Here are some things to look out for when evaluating whether a company is clean:
- Does the company publish their standards? That way, you can see if your values align and you can hold them accountable if they get off track.
- Are they clean at their roots? Every company has its DNA. Those born of a commitment to clean products are often coming from a more rigorous, dedicated place.
- Do they invest in the scientific resources necessary to vet properly? It’s tough to vet clean products without scientific review and having trained scientists stay on top of the latest research.
- Do they do the right thing, even when it’s difficult? At my company, NakedPoppy, our scientist noticed that one of our best-selling products contained Japanese honeysuckle, an ingredient that might be an endocrine disruptor. So we took it off the shelves. The decision put us at a disadvantage while other retailers continued to carry it. But there was no debate—customer health comes first. Luckily, the brand re-reformulated without Japanese honeysuckle and the product is back on our website.
- Are they constantly learning and open to feedback? NakedPoppy recently received an email from a woman who noticed an inaccurate statement in one of our blog posts. Here’s her message and our response:
“I just read your blog post “ABCs of BHA and BHT” and saw the statement “Both BHA and BHT are banned for use in cosmetics in the EU.” Could you provide a reference for this statement? I cannot find either chemical on Annex II (prohibited) nor on Annex III (restricted) of the EU Cosmetics Directive. Looking forward to an explanation.”

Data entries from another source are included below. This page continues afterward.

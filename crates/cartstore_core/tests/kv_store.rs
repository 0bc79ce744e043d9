use cartstore_core::db::schema::SCHEMA_VERSION;
use cartstore_core::db::{open_db, open_db_in_memory};
use cartstore_core::{KeyValueStore, KvError, SqliteKeyValueStore};
use rusqlite::Connection;

#[test]
fn get_returns_none_for_missing_key() {
    let conn = open_db_in_memory().unwrap();
    let store = SqliteKeyValueStore::try_new(&conn).unwrap();

    assert_eq!(store.get("cartItems").unwrap(), None);
}

#[test]
fn set_overwrites_whole_value() {
    let conn = open_db_in_memory().unwrap();
    let store = SqliteKeyValueStore::try_new(&conn).unwrap();

    store.set("cartItems", r#"[{"id":1,"price":2.0,"quantity":1}]"#).unwrap();
    store.set("cartItems", "[]").unwrap();

    assert_eq!(store.get("cartItems").unwrap().as_deref(), Some("[]"));
    let rows: i64 = conn
        .query_row("SELECT COUNT(*) FROM kv_entries;", [], |row| row.get(0))
        .unwrap();
    assert_eq!(rows, 1);
}

#[test]
fn remove_deletes_key_and_is_idempotent() {
    let conn = open_db_in_memory().unwrap();
    let store = SqliteKeyValueStore::try_new(&conn).unwrap();

    store.set("cartItems", "[]").unwrap();
    store.remove("cartItems").unwrap();
    store.remove("cartItems").unwrap();

    assert_eq!(store.get("cartItems").unwrap(), None);
}

#[test]
fn values_survive_reopening_the_file() {
    let dir = tempfile::tempdir().unwrap();
    let path = dir.path().join("kv.db");

    {
        let conn = open_db(&path).unwrap();
        let store = SqliteKeyValueStore::try_new(&conn).unwrap();
        store.set("cartItems", "[1]").unwrap();
    }

    let conn = open_db(&path).unwrap();
    let store = SqliteKeyValueStore::try_new(&conn).unwrap();
    assert_eq!(store.get("cartItems").unwrap().as_deref(), Some("[1]"));
}

#[test]
fn store_rejects_uninitialized_connection() {
    let conn = Connection::open_in_memory().unwrap();

    match SqliteKeyValueStore::try_new(&conn) {
        Err(KvError::UninitializedConnection {
            expected_version,
            actual_version: 0,
        }) => assert_eq!(expected_version, SCHEMA_VERSION),
        Err(other) => panic!("unexpected error: {other}"),
        Ok(_) => panic!("expected uninitialized connection error"),
    }
}

#[test]
fn store_rejects_connection_without_kv_table() {
    let conn = Connection::open_in_memory().unwrap();
    conn.pragma_update(None, "user_version", SCHEMA_VERSION)
        .unwrap();

    let result = SqliteKeyValueStore::try_new(&conn);
    assert!(matches!(
        result,
        Err(KvError::MissingRequiredTable("kv_entries"))
    ));
}

#[test]
fn store_rejects_kv_table_missing_required_column() {
    let conn = Connection::open_in_memory().unwrap();
    conn.execute_batch(
        "CREATE TABLE kv_entries (
            key TEXT PRIMARY KEY NOT NULL,
            value TEXT NOT NULL
        );",
    )
    .unwrap();
    conn.pragma_update(None, "user_version", SCHEMA_VERSION)
        .unwrap();

    let result = SqliteKeyValueStore::try_new(&conn);
    assert!(matches!(
        result,
        Err(KvError::MissingRequiredColumn {
            table: "kv_entries",
            column: "updated_at"
        })
    ));
}
//! failsafe-sync — pushes mutable application state to durable storage
//! so a standby can resume with near-current data.
//!
//! A sync is a [`SyncJob`]: every attempt copies all configured paths,
//! skipping locks, pids, sockets, temp files and logs. Attempts are
//! bounded by a wall-clock timeout and retried with a fixed delay. A
//! failed sync is reported, never raised: failover proceeds with
//! whatever state already exists remotely.

pub mod error;
pub mod exclude;
pub mod storage;
pub mod synchronizer;
pub mod transport;

pub use error::SyncError;
pub use exclude::ExcludeRules;
pub use storage::StorageUri;
pub use synchronizer::{StateSynchronizer, SyncJob, SyncReport, SyncStatus};
pub use transport::{CommandTransport, DirectoryTransport, SyncStats, SyncTransport};
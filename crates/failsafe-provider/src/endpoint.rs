//! One remotely activatable app.
//!
//! Wire contract:
//!
//! - `POST {url}/activate` with `X-API-Key` and a JSON [`ActivationRequest`]; 2xx accepts.
//! - `POST {url}/deactivate` with `X-API-Key`; 2xx accepts.
//! - `GET {url}/health`; 2xx is healthy, `service_status == "running"`
//!   means already serving.

use std::sync::Arc;
use std::time::Duration;

use serde::Deserialize;
use tracing::{debug, info, warn};

use failsafe_core::{retry_with_timeout, ActivationRequest, Clock, RetryPolicy};

use crate::adapter::AppResult;
use crate::control::ControlPlane;
use crate::error::{snippet, ActivationError};

pub const API_KEY_HEADER: &str = "X-API-Key";

#[derive(Debug, Clone, Copy, PartialEq, Eq, Default)]
pub struct StandbyHealth {
    pub healthy: bool,
    pub serving: bool,
}

#[derive(Debug, Default, Deserialize)]
struct HealthBody {
    #[serde(alias = "smarttrader_status")]
    service_status: Option<String>,
}

pub struct StandbyEndpoint {
    name: String,
    url: String,
    api_key: String,
    http: reqwest::Client,
    control: Option<Arc<dyn ControlPlane>>,
}

impl StandbyEndpoint {
    pub fn new(name: &str, url: &str, api_key: String, http: reqwest::Client) -> Self {
        Self {
            name: name.to_string(),
            url: url.trim_end_matches('/').to_string(),
            api_key,
            http,
            control: None,
        }
    }

    pub fn with_control(mut self, control: Arc<dyn ControlPlane>) -> Self {
        self.control = Some(control);
        self
    }

    pub fn name(&self) -> &str {
        &self.name
    }

    pub fn url(&self) -> &str {
        &self.url
    }

    pub fn control(&self) -> Option<&Arc<dyn ControlPlane>> {
        self.control.as_ref()
    }

    /// `GET /health`. Connection failures and non-2xx are unhealthy, not errors.
    pub async fn health(&self) -> StandbyHealth {
        let url = format!("{}/health", self.url);
        let response = match self.http.get(&url).send().await {
            Ok(r) => r,
            Err(e) => {
                debug!(app = %self.name, error = %e, "standby health request failed");
                return StandbyHealth::default();
            }
        };
        if !response.status().is_success() {
            debug!(app = %self.name, status = response.status().as_u16(), "standby unhealthy");
            return StandbyHealth::default();
        }

        let body: HealthBody = response.json().await.unwrap_or_default();
        StandbyHealth {
            healthy: true,
            serving: body.service_status.as_deref() == Some("running"),
        }
    }

    /// Activate this app and poll its health.
    ///
    /// Unless `force` is set, an app that already reports serving is left
    /// alone. A configured control plane resumes and scales to one
    /// instance before the activation request.
    pub async fn activate(
        &self,
        request: &ActivationRequest,
        poll: &RetryPolicy,
        clock: &dyn Clock,
    ) -> Result<AppResult, ActivationError> {
        if !request.force && self.health().await.serving {
            info!(app = %self.name, "standby already serving, activation is a no-op");
            return Ok(AppResult::AlreadyActive);
        }

        if let Some(control) = &self.control {
            control.resume().await?;
            control.scale(1).await?;
        }

        let url = format!("{}/activate", self.url);
        self.post(&url, Some(request)).await?;
        info!(app = %self.name, force = request.force, "activation accepted, waiting for health");

        let label = format!("{} health", self.name);
        retry_with_timeout(poll, clock, &label, |_| async {
            if self.health().await.healthy {
                Ok(())
            } else {
                Err("not healthy yet")
            }
        })
        .await
        .map_err(|e| ActivationError::Unhealthy {
            app: self.name.clone(),
            attempts: e.attempts,
        })?;

        Ok(AppResult::Activated)
    }

    /// Signal the app to stop serving, then scale its compute to zero.
    ///
    /// Succeeds if billing stops: a failed `/deactivate` is tolerated when
    /// the control plane confirms scale-to-zero.
    pub async fn deactivate(&self) -> Result<(), ActivationError> {
        let url = format!("{}/deactivate", self.url);
        let signalled = self.post::<()>(&url, None).await;

        match (&self.control, signalled) {
            (Some(control), signalled) => {
                if let Err(e) = signalled {
                    warn!(app = %self.name, error = %e, "deactivate request failed, scaling to zero anyway");
                }
                control.scale(0).await?;
                info!(app = %self.name, "standby deactivated and scaled to zero");
                Ok(())
            }
            (None, Ok(())) => {
                info!(app = %self.name, "standby deactivated");
                Ok(())
            }
            (None, Err(e)) => Err(e),
        }
    }

    /// Stop serving and suspend the service on its control plane.
    pub async fn suspend(&self) -> Result<(), ActivationError> {
        let Some(control) = &self.control else {
            return self.deactivate().await;
        };
        let url = format!("{}/deactivate", self.url);
        if let Err(e) = self.post::<()>(&url, None).await {
            warn!(app = %self.name, error = %e, "deactivate before suspend failed");
        }
        control.suspend().await?;
        info!(app = %self.name, "service suspended");
        Ok(())
    }

    /// Running instances, if a control plane is configured and answers.
    pub async fn instances(&self) -> Option<u32> {
        let control = self.control.as_ref()?;
        match control.instance_count().await {
            Ok(count) => Some(count),
            Err(e) => {
                debug!(app = %self.name, error = %e, "instance count unavailable");
                None
            }
        }
    }

    async fn post<T: serde::Serialize + ?Sized>(
        &self,
        url: &str,
        body: Option<&T>,
    ) -> Result<(), ActivationError> {
        let mut request = self.http.post(url).header(API_KEY_HEADER, &self.api_key);
        if let Some(body) = body {
            request = request.json(body);
        }

        let response = request.send().await.map_err(|e| ActivationError::Request {
            url: url.to_string(),
            reason: e.to_string(),
        })?;

        let status = response.status();
        if status.is_success() {
            return Ok(());
        }
        let body = response.text().await.unwrap_or_default();
        Err(ActivationError::Rejected {
            url: url.to_string(),
            status: status.as_u16(),
            body: snippet(&body),
        })
    }
}

/// HTTP client shared by a provider's endpoints.
pub fn http_client(timeout: Duration) -> Result<reqwest::Client, reqwest::Error> {
    reqwest::Client::builder()
        .timeout(timeout)
        .connect_timeout(timeout)
        .user_agent("failsafed/0.1")
        .build()
}
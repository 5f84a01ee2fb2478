//! Which files never leave the machine.
//!
//! Patterns are shell-style globs on a single path component. A trailing
//! `/` makes the pattern match directories only, pruning everything
//! below them.

use std::path::{Component, Path};

use regex::Regex;

use crate::error::SyncError;

/// Locks, pids, sockets, temp files and logs are runtime artefacts, not state.
pub const DEFAULT_EXCLUDES: &[&str] = &["*.lock", "*.pid", "*.sock", "*.tmp", "*.log", "logs/"];

#[derive(Debug, Clone)]
pub struct ExcludeRules {
    file_globs: Vec<String>,
    dir_globs: Vec<String>,
    files: Option<Regex>,
    dirs: Option<Regex>,
}

impl ExcludeRules {
    /// Built-in exclusions plus `extra`.
    pub fn with_defaults(extra: &[String]) -> Result<Self, SyncError> {
        let patterns = DEFAULT_EXCLUDES
            .iter()
            .map(|p| p.to_string())
            .chain(extra.iter().cloned());
        Self::new(patterns)
    }

    pub fn new(patterns: impl IntoIterator<Item = String>) -> Result<Self, SyncError> {
        let mut file_globs = Vec::new();
        let mut dir_globs = Vec::new();

        for pattern in patterns {
            let pattern = pattern.trim().to_string();
            if pattern.is_empty() {
                continue;
            }
            if let Some(dir) = pattern.strip_suffix('/') {
                dir_globs.push(dir.to_string());
            } else {
                file_globs.push(pattern);
            }
        }

        for glob in file_globs.iter().chain(&dir_globs) {
            if glob.contains('/') {
                return Err(SyncError::InvalidPattern {
                    pattern: glob.clone(),
                    reason: "patterns match a single path component".to_string(),
                });
            }
        }

        Ok(Self {
            files: compile(&file_globs)?,
            dirs: compile(&dir_globs)?,
            file_globs,
            dir_globs,
        })
    }

    /// Whether `relative` (relative to the sync root) should be skipped.
    pub fn is_excluded(&self, relative: &Path, is_dir: bool) -> bool {
        let names: Vec<_> = relative
            .components()
            .filter_map(|c| match c {
                Component::Normal(name) => name.to_str(),
                _ => None,
            })
            .collect();

        let Some((last, parents)) = names.split_last() else {
            return false;
        };

        if parents.iter().any(|name| self.matches_dir(name)) {
            return true;
        }
        if is_dir {
            self.matches_dir(last)
        } else {
            self.files.as_ref().is_some_and(|re| re.is_match(last))
        }
    }

    fn matches_dir(&self, name: &str) -> bool {
        self.dirs.as_ref().is_some_and(|re| re.is_match(name))
    }

    /// One Python-compatible regex over relative paths, for `gsutil rsync -x`.
    pub fn path_regex(&self) -> String {
        let mut alternatives = Vec::new();
        if !self.file_globs.is_empty() {
            alternatives.push(format!("(^|.*/)({})$", alternation(&self.file_globs)));
        }
        if !self.dir_globs.is_empty() {
            alternatives.push(format!("(^|.*/)({})/.*", alternation(&self.dir_globs)));
        }
        alternatives.join("|")
    }

    /// Globs for tools matching against paths (`aws s3 sync`, `rclone`).
    pub fn path_globs(&self) -> Vec<String> {
        let mut globs: Vec<String> = self.file_globs.clone();
        for dir in &self.dir_globs {
            globs.push(format!("{dir}/**"));
            globs.push(format!("**/{dir}/**"));
        }
        globs
    }
}

fn compile(globs: &[String]) -> Result<Option<Regex>, SyncError> {
    if globs.is_empty() {
        return Ok(None);
    }
    let source = format!("^(?:{})$", alternation(globs));
    Regex::new(&source)
        .map(Some)
        .map_err(|e| SyncError::InvalidPattern {
            pattern: globs.join(","),
            reason: e.to_string(),
        })
}

fn alternation(globs: &[String]) -> String {
    globs
        .iter()
        .map(|g| glob_to_regex(g))
        .collect::<Vec<_>>()
        .join("|")
}

/// Translate `*` and `?` within one path component; escape the rest.
fn glob_to_regex(glob: &str) -> String {
    let mut out = String::with_capacity(glob.len() * 2);
    for ch in glob.chars() {
        match ch {
            '*' => out.push_str("[^/]*"),
            '?' => out.push_str("[^/]"),
            other => out.push_str(&regex::escape(&other.to_string())),
        }
    }
    out
}
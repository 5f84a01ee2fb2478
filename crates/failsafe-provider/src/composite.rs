//! Several independently deployable apps behind one logical provider.
//!
//! Apps are activated one after another. Activation reports every app's
//! outcome and succeeds when at least one app came up; only a total
//! failure is an error.

use std::sync::Arc;

use async_trait::async_trait;
use tracing::{info, warn};

use failsafe_core::{ActivationRequest, Clock, RetryPolicy};

use crate::adapter::{Activation, AppOutcome, AppResult, ProviderAdapter, ProviderStatus};
use crate::endpoint::StandbyEndpoint;
use crate::error::ActivationError;

pub struct CompositeStandby {
    name: String,
    apps: Vec<StandbyEndpoint>,
    poll: RetryPolicy,
    clock: Arc<dyn Clock>,
}

impl CompositeStandby {
    pub fn new(name: &str, apps: Vec<StandbyEndpoint>, poll: RetryPolicy, clock: Arc<dyn Clock>) -> Self {
        Self {
            name: name.to_string(),
            apps,
            poll,
            clock,
        }
    }

    pub fn apps(&self) -> &[StandbyEndpoint] {
        &self.apps
    }
}

#[async_trait]
impl ProviderAdapter for CompositeStandby {
    fn name(&self) -> &str {
        &self.name
    }

    async fn activate(&self, request: &ActivationRequest) -> Result<Activation, ActivationError> {
        let mut outcomes = Vec::with_capacity(self.apps.len());

        for app in &self.apps {
            let result = match app.activate(request, &self.poll, self.clock.as_ref()).await {
                Ok(result) => result,
                Err(e) => {
                    warn!(provider = %self.name, app = %app.name(), error = %e, "app activation failed");
                    AppResult::Failed(e.to_string())
                }
            };
            outcomes.push(AppOutcome {
                app: app.name().to_string(),
                result,
            });
        }

        let activation = Activation {
            provider: self.name.clone(),
            apps: outcomes,
        };

        if activation.activated() == 0 {
            let failures = activation
                .apps
                .iter()
                .filter_map(|a| match &a.result {
                    AppResult::Failed(e) => Some(format!("{}: {e}", a.app)),
                    _ => None,
                })
                .collect::<Vec<_>>()
                .join("; ");
            return Err(ActivationError::NoAppsActivated {
                attempted: activation.total(),
                failures,
            });
        }

        info!(provider = %self.name, summary = %activation.summary(), "composite activation finished");
        Ok(activation)
    }

    async fn deactivate(&self) -> Result<(), ActivationError> {
        let mut failed = Vec::new();
        for app in &self.apps {
            if let Err(e) = app.deactivate().await {
                warn!(provider = %self.name, app = %app.name(), error = %e, "app deactivation failed");
                failed.push(app.name().to_string());
            }
        }
        if failed.is_empty() {
            Ok(())
        } else {
            Err(ActivationError::DeactivationIncomplete { failed })
        }
    }

    async fn suspend(&self) -> Result<(), ActivationError> {
        let mut failed = Vec::new();
        for app in &self.apps {
            if let Err(e) = app.suspend().await {
                warn!(provider = %self.name, app = %app.name(), error = %e, "app suspend failed");
                failed.push(app.name().to_string());
            }
        }
        if failed.is_empty() {
            Ok(())
        } else {
            Err(ActivationError::DeactivationIncomplete { failed })
        }
    }

    async fn status(&self) -> ProviderStatus {
        let mut serving = 0;
        let mut healthy = 0;
        let mut instances: Option<u32> = None;

        for app in &self.apps {
            let health = app.health().await;
            serving += usize::from(health.serving);
            healthy += usize::from(health.healthy);
            if let Some(count) = app.instances().await {
                instances = Some(instances.unwrap_or(0).saturating_add(count));
            }
        }

        ProviderStatus {
            provider: self.name.clone(),
            active: serving > 0,
            healthy: Some(healthy == self.apps.len()),
            instances,
            detail: Some(format!("{serving} of {} apps serving", self.apps.len())),
        }
    }
}
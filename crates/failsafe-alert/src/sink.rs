//! Alert channels.

use std::fmt;

use async_trait::async_trait;
use chrono::{DateTime, Utc};
use serde::Serialize;
use serde_json::json;

use crate::error::AlertError;

pub const TELEGRAM_API_BASE: &str = "https://api.telegram.org";

#[derive(Debug, Clone, Copy, PartialEq, Eq, Serialize)]
#[serde(rename_all = "lowercase")]
pub enum AlertLevel {
    Info,
    Warning,
    Critical,
}

impl fmt::Display for AlertLevel {
    fn fmt(&self, f: &mut fmt::Formatter<'_>) -> fmt::Result {
        match self {
            AlertLevel::Info => write!(f, "INFO"),
            AlertLevel::Warning => write!(f, "WARNING"),
            AlertLevel::Critical => write!(f, "CRITICAL"),
        }
    }
}

/// One state transition worth telling a human about.
#[derive(Debug, Clone, PartialEq, Serialize)]
pub struct Alert {
    pub level: AlertLevel,
    pub message: String,
    pub at: DateTime<Utc>,
}

impl Alert {
    pub fn new(level: AlertLevel, message: impl Into<String>, at: DateTime<Utc>) -> Self {
        Self {
            level,
            message: message.into(),
            at,
        }
    }

    /// Plain text rendering used by chat channels.
    pub fn text(&self) -> String {
        format!("[failsafe] {}: {}", self.level, self.message)
    }
}

#[async_trait]
pub trait AlertSink: Send + Sync {
    /// Channel name; throttling is keyed by it.
    fn channel(&self) -> &str;

    async fn send(&self, alert: &Alert) -> Result<(), AlertError>;
}

async fn post_json(
    http: &reqwest::Client,
    channel: &str,
    url: &str,
    body: &serde_json::Value,
) -> Result<(), AlertError> {
    let response = http
        .post(url)
        .json(body)
        .send()
        .await
        .map_err(|e| AlertError::Request {
            channel: channel.to_string(),
            reason: e.without_url().to_string(),
        })?;
    if !response.status().is_success() {
        return Err(AlertError::Status {
            channel: channel.to_string(),
            status: response.status().as_u16(),
        });
    }
    Ok(())
}

/// Telegram Bot API `sendMessage`.
pub struct TelegramSink {
    http: reqwest::Client,
    api_base: String,
    token: String,
    chat_id: String,
}

impl TelegramSink {
    pub fn new(http: reqwest::Client, api_base: Option<&str>, token: String, chat_id: &str) -> Self {
        Self {
            http,
            api_base: api_base.unwrap_or(TELEGRAM_API_BASE).trim_end_matches('/').to_string(),
            token,
            chat_id: chat_id.to_string(),
        }
    }
}

#[async_trait]
impl AlertSink for TelegramSink {
    fn channel(&self) -> &str {
        "telegram"
    }

    async fn send(&self, alert: &Alert) -> Result<(), AlertError> {
        // The token is part of the path; errors are reported without the URL.
        let url = format!("{}/bot{}/sendMessage", self.api_base, self.token);
        let body = json!({ "chat_id": self.chat_id, "text": alert.text() });
        post_json(&self.http, self.channel(), &url, &body).await
    }
}

/// Generic JSON webhook: `{"level", "message", "at", "text"}`.
pub struct WebhookSink {
    http: reqwest::Client,
    url: String,
}

impl WebhookSink {
    pub fn new(http: reqwest::Client, url: &str) -> Self {
        Self {
            http,
            url: url.to_string(),
        }
    }
}

#[async_trait]
impl AlertSink for WebhookSink {
    fn channel(&self) -> &str {
        "webhook"
    }

    async fn send(&self, alert: &Alert) -> Result<(), AlertError> {
        let body = json!({
            "level": alert.level,
            "message": alert.message,
            "at": alert.at,
            "text": alert.text(),
        });
        post_json(&self.http, self.channel(), &self.url, &body).await
    }
}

“I can’t thank you enough for bringing this to our attention. We have our scientists vet what we write, but obviously we’re human and can make mistakes. As soon as your email came in, we looked into it and you’re right. BHA/BHT are not yet banned or restricted from a regulatory standpoint—they’re merely on the European Commission’s list of suspected endocrine disruptors, the Prop 65 list, and the Substitute It Now list. We will make the adjustment to our post right away and appreciate you so much for bringing this to our attention.”
Even the best clean beauty companies aren’t perfect. Science is a long way from understanding the health and environmental impacts of every chemical, plus the ways they change and interact with each other during the manufacturing process.
It’s precisely because of these shortcomings, and the fact that the beauty industry is so lightly regulated, that you should seek out companies with a genuine commitment to clean products. These brands won’t be perfect, but clean beauty will be their core commitment and clearly defined. They’ll also be seriously invested in science and demonstrate their commitment to doing the right thing.